WORK REQUEST | Select all lines holding the word "finish" from the entries that follow.

[DATA UNDER STUDY Boundary: Start]

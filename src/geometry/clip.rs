//! Clip filters
//!
//! Two policies exist. "Straight cut" splits surface triangles exactly at
//! the zero crossing of the implicit function, interpolating edge points and
//! scalars. "Whole cells" keeps only cells entirely inside the kept region,
//! preserving cell integrity at the cost of a jagged boundary. Volume meshes
//! always clip whole-cell (cutting tetrahedra open would expose unclosed
//! geometry).

use glam::Vec3;
use serde::{Deserialize, Serialize};

use super::mesh::{Mesh, PointScalars, PolyMesh, UnstructuredGrid};
use super::plane::SliceClipFunction;

/// Clip policy selected on the clip node
#[derive(Debug, Clone, Copy, PartialEq, Eq, Serialize, Deserialize)]
pub enum ClipMethod {
    /// Split cells at the exact zero crossing
    StraightCut,
    /// Keep cells entirely inside the kept region
    WholeCells,
}

/// Clips any mesh payload, dispatching on mesh type and policy
pub fn clip_mesh(mesh: &Mesh, f: &SliceClipFunction, method: ClipMethod) -> Mesh {
    match (mesh, method) {
        (Mesh::Surface(m), ClipMethod::StraightCut) => Mesh::Surface(clip_poly_mesh(m, f)),
        (Mesh::Surface(m), ClipMethod::WholeCells) => Mesh::Surface(extract_poly_cells(m, f)),
        (Mesh::Volume(g), _) => Mesh::Volume(extract_grid_cells(g, f)),
    }
}

/// Straight-cut clip of a triangle mesh against an implicit function
///
/// Keeps the region where `f` is non-positive. Crossing triangles are split
/// with edge points interpolated at the linear zero crossing of the
/// per-vertex implicit values (matching how a sampled-scalar clip behaves
/// for non-planar composed functions).
pub fn clip_poly_mesh(mesh: &PolyMesh, f: &SliceClipFunction) -> PolyMesh {
    let values: Vec<f32> = mesh.points.iter().map(|&p| f.eval(p)).collect();
    let mut out = ClipBuilder::new(mesh);

    for tri in &mesh.triangles {
        let idx = [tri[0] as usize, tri[1] as usize, tri[2] as usize];
        let inside = [values[idx[0]] <= 0.0, values[idx[1]] <= 0.0, values[idx[2]] <= 0.0];
        match inside.iter().filter(|&&b| b).count() {
            3 => {
                let a = out.keep(idx[0]);
                let b = out.keep(idx[1]);
                let c = out.keep(idx[2]);
                out.triangles.push([a, b, c]);
            }
            0 => {}
            n => {
                // Rotate so the configuration is canonical: one vertex on the
                // minority side first.
                let lone_inside = n == 1;
                let lone = (0..3)
                    .find(|&i| inside[i] == lone_inside)
                    .unwrap_or(0);
                let (i0, i1, i2) = (idx[lone], idx[(lone + 1) % 3], idx[(lone + 2) % 3]);
                let p01 = out.edge_point(i0, i1, &values);
                let p02 = out.edge_point(i0, i2, &values);
                if lone_inside {
                    // Tip triangle survives.
                    let a = out.keep(i0);
                    out.triangles.push([a, p01, p02]);
                } else {
                    // Quad opposite the tip survives, split into two.
                    let b = out.keep(i1);
                    let c = out.keep(i2);
                    out.triangles.push([p01, b, c]);
                    out.triangles.push([p01, c, p02]);
                }
            }
        }
    }
    out.finish(mesh)
}

/// Whole-cell clip of a triangle mesh: keeps fully inside triangles
pub fn extract_poly_cells(mesh: &PolyMesh, f: &SliceClipFunction) -> PolyMesh {
    let values: Vec<f32> = mesh.points.iter().map(|&p| f.eval(p)).collect();
    let mut out = ClipBuilder::new(mesh);
    for tri in &mesh.triangles {
        let idx = [tri[0] as usize, tri[1] as usize, tri[2] as usize];
        if idx.iter().all(|&i| values[i] <= 0.0) {
            let a = out.keep(idx[0]);
            let b = out.keep(idx[1]);
            let c = out.keep(idx[2]);
            out.triangles.push([a, b, c]);
        }
    }
    out.finish(mesh)
}

/// Whole-cell clip of a tetrahedral grid
pub fn extract_grid_cells(grid: &UnstructuredGrid, f: &SliceClipFunction) -> UnstructuredGrid {
    let values: Vec<f32> = grid.points.iter().map(|&p| f.eval(p)).collect();
    let mut remap: Vec<Option<u32>> = vec![None; grid.points.len()];
    let mut points = Vec::new();
    let mut tetrahedra = Vec::new();
    for tet in &grid.tetrahedra {
        if tet.iter().all(|&i| values[i as usize] <= 0.0) {
            let mut mapped = [0u32; 4];
            for (slot, &i) in mapped.iter_mut().zip(tet.iter()) {
                *slot = *remap[i as usize].get_or_insert_with(|| {
                    points.push(grid.points[i as usize]);
                    (points.len() - 1) as u32
                });
            }
            tetrahedra.push(mapped);
        }
    }
    UnstructuredGrid { points, tetrahedra }
}

/// Incremental output mesh that remaps kept vertices and interpolates
/// crossing-edge points
struct ClipBuilder {
    remap: Vec<Option<u32>>,
    points: Vec<Vec3>,
    scalar_values: Vec<f32>,
    triangles: Vec<[u32; 3]>,
    /// (new index, edge endpoints, interpolation parameter)
    pending_edges: Vec<(u32, u32, u32, f32)>,
    has_scalars: bool,
}

impl ClipBuilder {
    fn new(mesh: &PolyMesh) -> Self {
        Self {
            remap: vec![None; mesh.points.len()],
            points: Vec::new(),
            scalar_values: Vec::new(),
            triangles: Vec::new(),
            pending_edges: Vec::new(),
            has_scalars: mesh.scalars.is_some(),
        }
    }

    fn keep(&mut self, i: usize) -> u32 {
        if let Some(mapped) = self.remap[i] {
            return mapped;
        }
        let mapped = self.points.len() as u32;
        self.remap[i] = Some(mapped);
        self.points.push(Vec3::ZERO); // patched in finish()
        self.scalar_values.push(0.0);
        mapped
    }

    fn edge_point(&mut self, a: usize, b: usize, values: &[f32]) -> u32 {
        let (va, vb) = (values[a], values[b]);
        let t = if (va - vb).abs() < f32::EPSILON {
            0.5
        } else {
            (va / (va - vb)).clamp(0.0, 1.0)
        };
        // Crossing points are not shared between triangles; the tiny
        // duplication keeps the builder single-pass.
        let mapped = self.points.len() as u32;
        self.points.push(Vec3::ZERO);
        self.scalar_values.push(t); // placeholder, patched in finish()
        self.pending_edges.push((mapped, a as u32, b as u32, t));
        mapped
    }

    fn finish(mut self, mesh: &PolyMesh) -> PolyMesh {
        // Patch kept-vertex positions and scalars.
        for (src, slot) in self.remap.iter().enumerate() {
            if let Some(mapped) = slot {
                self.points[*mapped as usize] = mesh.points[src];
                if let Some(scalars) = &mesh.scalars {
                    self.scalar_values[*mapped as usize] = scalars.values[src];
                }
            }
        }
        // Patch interpolated edge points.
        let edges = std::mem::take(&mut self.pending_edges);
        for (mapped, a, b, t) in edges {
            let pa = mesh.points[a as usize];
            let pb = mesh.points[b as usize];
            self.points[mapped as usize] = pa.lerp(pb, t);
            if let Some(scalars) = &mesh.scalars {
                let sa = scalars.values[a as usize];
                let sb = scalars.values[b as usize];
                self.scalar_values[mapped as usize] = sa + (sb - sa) * t;
            }
        }
        let scalars = if self.has_scalars {
            mesh.scalars.as_ref().map(|s| PointScalars {
                name: s.name.clone(),
                values: self.scalar_values,
            })
        } else {
            None
        };
        PolyMesh {
            points: self.points,
            triangles: self.triangles,
            scalars,
        }
    }
}

#[cfg(test)]
mod tests {
    use super::*;
    use crate::geometry::plane::{ClipCombine, Plane};

    fn z_plane_keep_negative() -> SliceClipFunction {
        SliceClipFunction {
            planes: vec![(Plane::new(Vec3::ZERO, Vec3::Z), false)],
            combine: ClipCombine::Intersection,
        }
    }

    #[test]
    fn test_straight_cut_keeps_half_space() {
        let cube = PolyMesh::cube(Vec3::ZERO, 1.0);
        let clipped = clip_poly_mesh(&cube, &z_plane_keep_negative());
        assert!(!clipped.is_empty());
        for p in &clipped.points {
            assert!(p.z <= 1e-5, "point {p:?} leaked past the clip plane");
        }
        // The cut boundary lies exactly on the plane.
        assert!(clipped.points.iter().any(|p| p.z.abs() < 1e-5));
    }

    #[test]
    fn test_straight_cut_interpolates_scalars() {
        let mut mesh = PolyMesh {
            points: vec![
                Vec3::new(0.0, 0.0, -1.0),
                Vec3::new(1.0, 0.0, 1.0),
                Vec3::new(-1.0, 0.0, 1.0),
            ],
            triangles: vec![[0, 1, 2]],
            scalars: None,
        };
        mesh.scalars = Some(PointScalars {
            name: "depth".into(),
            values: vec![-1.0, 1.0, 1.0],
        });
        let clipped = clip_poly_mesh(&mesh, &z_plane_keep_negative());
        let scalars = clipped.scalars.unwrap();
        // Edge points sit at z == 0 where the scalar interpolates to 0.
        for (p, s) in clipped.points.iter().zip(scalars.values.iter()) {
            if p.z.abs() < 1e-5 {
                assert!(s.abs() < 1e-5);
            }
        }
    }

    #[test]
    fn test_whole_cells_drops_crossing_triangles() {
        let cube = PolyMesh::cube(Vec3::ZERO, 1.0);
        let kept = extract_poly_cells(&cube, &z_plane_keep_negative());
        // Only the -z face (2 triangles) is fully inside.
        assert_eq!(kept.triangles.len(), 2);
    }

    #[test]
    fn test_grid_whole_cell_extraction() {
        let grid = UnstructuredGrid {
            points: vec![
                Vec3::new(0.0, 0.0, -2.0),
                Vec3::new(1.0, 0.0, -2.0),
                Vec3::new(0.0, 1.0, -2.0),
                Vec3::new(0.0, 0.0, -1.0),
                Vec3::new(0.0, 0.0, 2.0),
            ],
            tetrahedra: vec![[0, 1, 2, 3], [1, 2, 3, 4]],
        };
        let kept = extract_grid_cells(&grid, &z_plane_keep_negative());
        assert_eq!(kept.tetrahedra.len(), 1);
        assert_eq!(kept.points.len(), 4);
    }
}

[DATA UNDER STUDY Boundary: End]

ANSWER |
    out.finish(mesh)
    out.finish(mesh)
        self.points.push(Vec3::ZERO); // patched in finish()
        self.scalar_values.push(t); // placeholder, patched in finish()
    fn finish(mut self, mesh: &PolyMesh) -> PolyMesh {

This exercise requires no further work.